## Instructions for the task
Please reproduce the data below exactly, from the first line through the line containing "pub type CharIdx = i64;", and leave every later line out.

## Information
==================================================
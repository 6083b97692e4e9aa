//! Data model shared by the generator and the encode engine.
//!
//! A [`Character`] is one row of the `characters` table, a [`RadicalSet`] one row
//! of the `radicals` table. Radical sets reference characters by index.

use std::fmt;

use serde::{Deserialize, Serialize};

/// Index of a character, assigned from its position in the source table.
pub type CharIdx = i64;

/// Cangjie/Congkit encoding ruleset revision.
#[derive(Debug, Clone, Copy, PartialEq, Eq, Hash, Default, Serialize, Deserialize)]
#[serde(from = "i64", into = "i64")]
pub enum CongkitVersion {
    /// Third generation Cangjie
    V3 = 3,
    /// Fifth generation Cangjie
    #[default]
    V5 = 5,
}

impl CongkitVersion {
    /// Maps a version number to a scheme. Unrecognised numbers fall back to [`CongkitVersion::V5`].
    pub fn from_number(number: i64) -> Self {
        match number {
            3 => CongkitVersion::V3,
            _ => CongkitVersion::V5,
        }
    }

    pub fn as_number(self) -> i64 {
        self as i64
    }
}

impl From<i64> for CongkitVersion {
    fn from(number: i64) -> Self {
        Self::from_number(number)
    }
}

impl From<CongkitVersion> for i64 {
    fn from(version: CongkitVersion) -> Self {
        version.as_number()
    }
}

impl fmt::Display for CongkitVersion {
    fn fmt(&self, f: &mut fmt::Formatter<'_>) -> fmt::Result {
        write!(f, "v{}", self.as_number())
    }
}

/// One logical Chinese character and its charset flags.
#[derive(Debug, Clone, PartialEq, Eq, Default)]
pub struct Character {
    pub idx: CharIdx,
    /// Traditional glyph
    pub traditional: char,
    /// Simplified glyph, `None` when the table says "NA"
    pub simplified: Option<char>,
    pub chinese: i64,
    pub big5: i64,
    /// HKSCS flag, stored in the `hkcsc` column
    pub hkscs: i64,
    pub zhuyin: i64,
    pub kanji: i64,
    pub hiragana: i64,
    pub katakana: i64,
    pub punctuation: i64,
    pub symbol: i64,
}

/// One radical code of a character under one scheme version.
#[derive(Debug, Clone, PartialEq, Eq)]
pub struct RadicalSet {
    pub char_idx: CharIdx,
    pub version: CongkitVersion,
    pub radical: String,
}

impl RadicalSet {
    pub fn new(char_idx: CharIdx, version: CongkitVersion, radical: &str) -> Self {
        Self {
            char_idx,
            version,
            radical: radical.to_string(),
        }
    }
}
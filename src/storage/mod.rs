// Storage model and schema
//
// This module defines the character and radical records persisted in the
// generated database, together with the SQL that creates and fills it.

pub mod models;
pub mod schema;

pub use models::{CharIdx, Character, CongkitVersion, RadicalSet};
pub use schema::create_schema;
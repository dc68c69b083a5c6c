//! Listen plan derivation.
//!
//! Both specs are computed up front from the resolved config and handed
//! to independent start calls. Nothing about a running listener is
//! patched to start the second one.

use crate::config::{ServerConfig, TlsMaterial};

/// Everything needed to bind and serve one listener.
#[derive(Debug, Clone, PartialEq, Eq)]
pub struct ListenSpec {
    /// Hostname or IP to bind.
    pub address: String,

    /// Requested port; `0` asks the OS for an ephemeral one.
    pub port: u16,

    /// Key/cert to present when this listener terminates TLS.
    pub tls: Option<TlsMaterial>,
}

impl ListenSpec {
    /// The always-started listener: primary port, carrying TLS material
    /// only in the single TLS-only server case.
    pub fn primary(config: &ServerConfig) -> Self {
        Self {
            address: config.address.clone(),
            port: config.port,
            tls: config.tls.clone(),
        }
    }

    /// The dedicated TLS listener, present exactly when a TLS port and
    /// auxiliary key/cert material are both configured.
    pub fn secondary(config: &ServerConfig) -> Option<Self> {
        let port = config.tls_port?;
        let tls = config.auxiliary_tls.clone()?;
        Some(Self {
            address: config.address.clone(),
            port,
            tls: Some(tls),
        })
    }
}
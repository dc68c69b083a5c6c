//! Configuration resolution subsystem.
//!
//! # Data Flow
//! ```text
//! argv
//!     → cli (schema-driven parse, converters run per token)
//!     → cli::buckets (raw-token scan for --configure-bucket groups)
//!     → resolve.rs (cross-option validation, key/cert relocation)
//!     → ServerConfig (validated, immutable)
//! ```
//!
//! # Design Decisions
//! - Config is immutable once resolved; the listener layer derives its
//!   plan from it without mutation
//! - Validation separates syntactic (clap) from semantic checks
//! - Options are never partially applied: any failure aborts resolution

pub mod resolve;
pub mod schema;

pub use resolve::{resolve, ConfigError};
pub use schema::{BucketConfig, ServerConfig, TlsMaterial};
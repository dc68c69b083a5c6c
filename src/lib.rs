//! Lightweight S3-compatible mock storage server.
//!
//! This crate is the bootstrap layer: it resolves command-line arguments
//! and files into a validated, immutable [`config::ServerConfig`], then
//! starts one or two listeners (plain and TLS) for the storage service
//! behind the [`service::Service`] seam.

pub mod cli;
pub mod config;
pub mod net;
pub mod observability;
pub mod service;

pub use cli::Cli;
pub use config::{ConfigError, ServerConfig};
pub use net::{ListenResult, ListenerError, RunningServer};
pub use service::{Service, StorageService};
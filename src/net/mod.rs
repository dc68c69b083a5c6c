//! Network listener subsystem.
//!
//! # Data Flow
//! ```text
//! ServerConfig
//!     → spec.rs (primary + optional secondary listen plan, computed up front)
//!     → tls.rs (key/cert material → rustls server config)
//!     → listener.rs (bind in order, serve the shared router, report results)
//! ```
//!
//! # Design Decisions
//! - Both listen specs are derived before anything binds; starting the
//!   second listener never mutates the first
//! - Primary bind failure is fatal; secondary failure is a warning and
//!   the primary keeps serving
//! - No bind is ever retried

pub mod listener;
pub mod spec;
pub mod tls;

pub use listener::{start, ListenResult, ListenerError, RunningServer};
pub use spec::ListenSpec;
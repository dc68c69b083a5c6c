//! Resolved configuration types.
//!
//! Everything here is produced once by the resolver and immutable
//! afterwards. Listener startup derives its listen plan from these values
//! without modifying them.

use std::path::PathBuf;

/// Resolved server configuration.
///
/// Invariants upheld by the resolver:
/// - `directory` is always present (its absence is a fatal error, not a
///   default).
/// - `tls` and `auxiliary_tls` are never both set: when a dedicated TLS
///   port exists, key/cert material lives in `auxiliary_tls` and the
///   primary listener stays plain.
#[derive(Debug, Clone, PartialEq, Eq)]
pub struct ServerConfig {
    /// Data directory. Created by the option converter if missing.
    pub directory: PathBuf,

    /// Hostname or IP to bind to.
    pub address: String,

    /// Primary listener port. `0` requests an ephemeral port.
    pub port: u16,

    /// Optional dedicated port for the TLS listener.
    pub tls_port: Option<u16>,

    /// Suppress log output.
    pub silent: bool,

    /// Key/cert presented by the primary listener (single TLS-only
    /// server). Absent whenever `tls_port` is set.
    pub tls: Option<TlsMaterial>,

    /// Key/cert presented by the dedicated TLS listener.
    pub auxiliary_tls: Option<TlsMaterial>,

    /// Overrides the S3 service endpoint advertised by the engine.
    pub service_endpoint: Option<String>,

    /// Accept any well-formed request signature.
    pub allow_mismatched_signatures: bool,

    /// Buckets to register at startup, in invocation order.
    pub buckets: Vec<BucketConfig>,
}

/// A private key and certificate pair, as raw PEM bytes.
///
/// The two are only ever carried together; a lone key or certificate is
/// rejected during resolution.
#[derive(Clone, PartialEq, Eq)]
pub struct TlsMaterial {
    /// PEM-encoded private key.
    pub key: Vec<u8>,

    /// PEM-encoded certificate chain.
    pub cert: Vec<u8>,
}

impl std::fmt::Debug for TlsMaterial {
    // Key bytes stay out of logs and error output.
    fn fmt(&self, f: &mut std::fmt::Formatter<'_>) -> std::fmt::Result {
        f.debug_struct("TlsMaterial")
            .field("key", &format_args!("<{} bytes>", self.key.len()))
            .field("cert", &format_args!("<{} bytes>", self.cert.len()))
            .finish()
    }
}

/// A bucket to create and configure at startup.
#[derive(Debug, Clone, PartialEq, Eq)]
pub struct BucketConfig {
    /// Bucket name.
    pub name: String,

    /// Raw contents of each configuration file, in the order given on the
    /// command line. Opaque to this layer; the engine interprets them.
    pub configs: Vec<Vec<u8>>,
}
mod quiz_vm;
mod tour_vm;

pub use quiz_vm::{QuizQuestionVm, QuizResultVm, QuizScreenVm, map_quiz_screen};
pub use tour_vm::{PendingUploadVm, TourSlideVm, TourVm, map_tour};
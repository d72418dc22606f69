//! Built-in content: the woodland quiz and the virtual tour slides.

use crate::model::{ImageSource, Question, QuestionDraft, Slide, SlideId};

/// Directory the desktop shell serves the bundled tour images from.
pub const TOUR_ASSET_DIR: &str = "/assets/tour";

const TOUR_CAPTIONS: [&str; 8] = [
    "Lush canopy of the woodland.",
    "Dense green foliage shining in sunlight.",
    "The harmony of forest life.",
    "A wooden trail leading deep into nature.",
    "Majestic maple tree glowing in autumn red.",
    "Rare star-nosed mole, symbol of biodiversity.",
    "Golden mushrooms thriving in the shade.",
    "Peaceful stream flowing through the mossy forest.",
];

/// The Halifax woodlands quiz as authored drafts.
#[must_use]
pub fn default_question_drafts() -> Vec<QuestionDraft> {
    vec![
        QuestionDraft::new(
            "What is one of the most common tree species in the Halifax woodlands?",
            ["Maple", "Oak", "Spruce", "Palm"],
            "Spruce",
        ),
        QuestionDraft::new(
            "Which protected area is known for its forest trails near Halifax?",
            [
                "Point Pleasant Park",
                "Peggy’s Cove",
                "Citadel Hill",
                "Halifax Harbour",
            ],
            "Point Pleasant Park",
        ),
        QuestionDraft::new(
            "Why are Halifax’s woodlands important to the ecosystem?",
            [
                "They provide shade for tourists",
                "They filter air and store carbon",
                "They are mainly used for farming",
                "They prevent snow buildup",
            ],
            "They filter air and store carbon",
        ),
        QuestionDraft::new(
            "What kind of wildlife can often be found in Halifax forests?",
            [
                "Deer and red squirrels",
                "Camels and scorpions",
                "Penguins and seals",
                "Tigers and elephants",
            ],
            "Deer and red squirrels",
        ),
    ]
}

/// The Halifax woodlands quiz.
///
/// # Panics
///
/// Panics if a built-in question fails validation.
#[must_use]
pub fn default_questions() -> Vec<Question> {
    default_question_drafts()
        .into_iter()
        .map(|draft| draft.validate().expect("built-in question should be valid"))
        .collect()
}

/// Image path of the n-th bundled tour image (1-based, as shipped).
#[must_use]
pub fn tour_asset_path(number: usize) -> String {
    format!("{TOUR_ASSET_DIR}/download-{number}.jpg")
}

/// The eight bundled tour slides, ids 1 through 8.
#[must_use]
pub fn default_slides() -> Vec<Slide> {
    TOUR_CAPTIONS
        .iter()
        .enumerate()
        .map(|(index, caption)| {
            let number = index + 1;
            Slide::new(
                SlideId::new(number as u64),
                ImageSource::Asset(tour_asset_path(number)),
                *caption,
            )
        })
        .collect()
}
==================================================
## Exercise solution
repository 6083b97692e4e9aa
//! Data model shared by the generator and the encode engine.
//!
//! A [`Character`] is one row of the `characters` table, a [`RadicalSet`] one row
//! of the `radicals` table. Radical sets reference characters by index.

use std::fmt;

use serde::{Deserialize, Serialize};

/// Index of a character, assigned from its position in the source table.
pub type CharIdx = i64;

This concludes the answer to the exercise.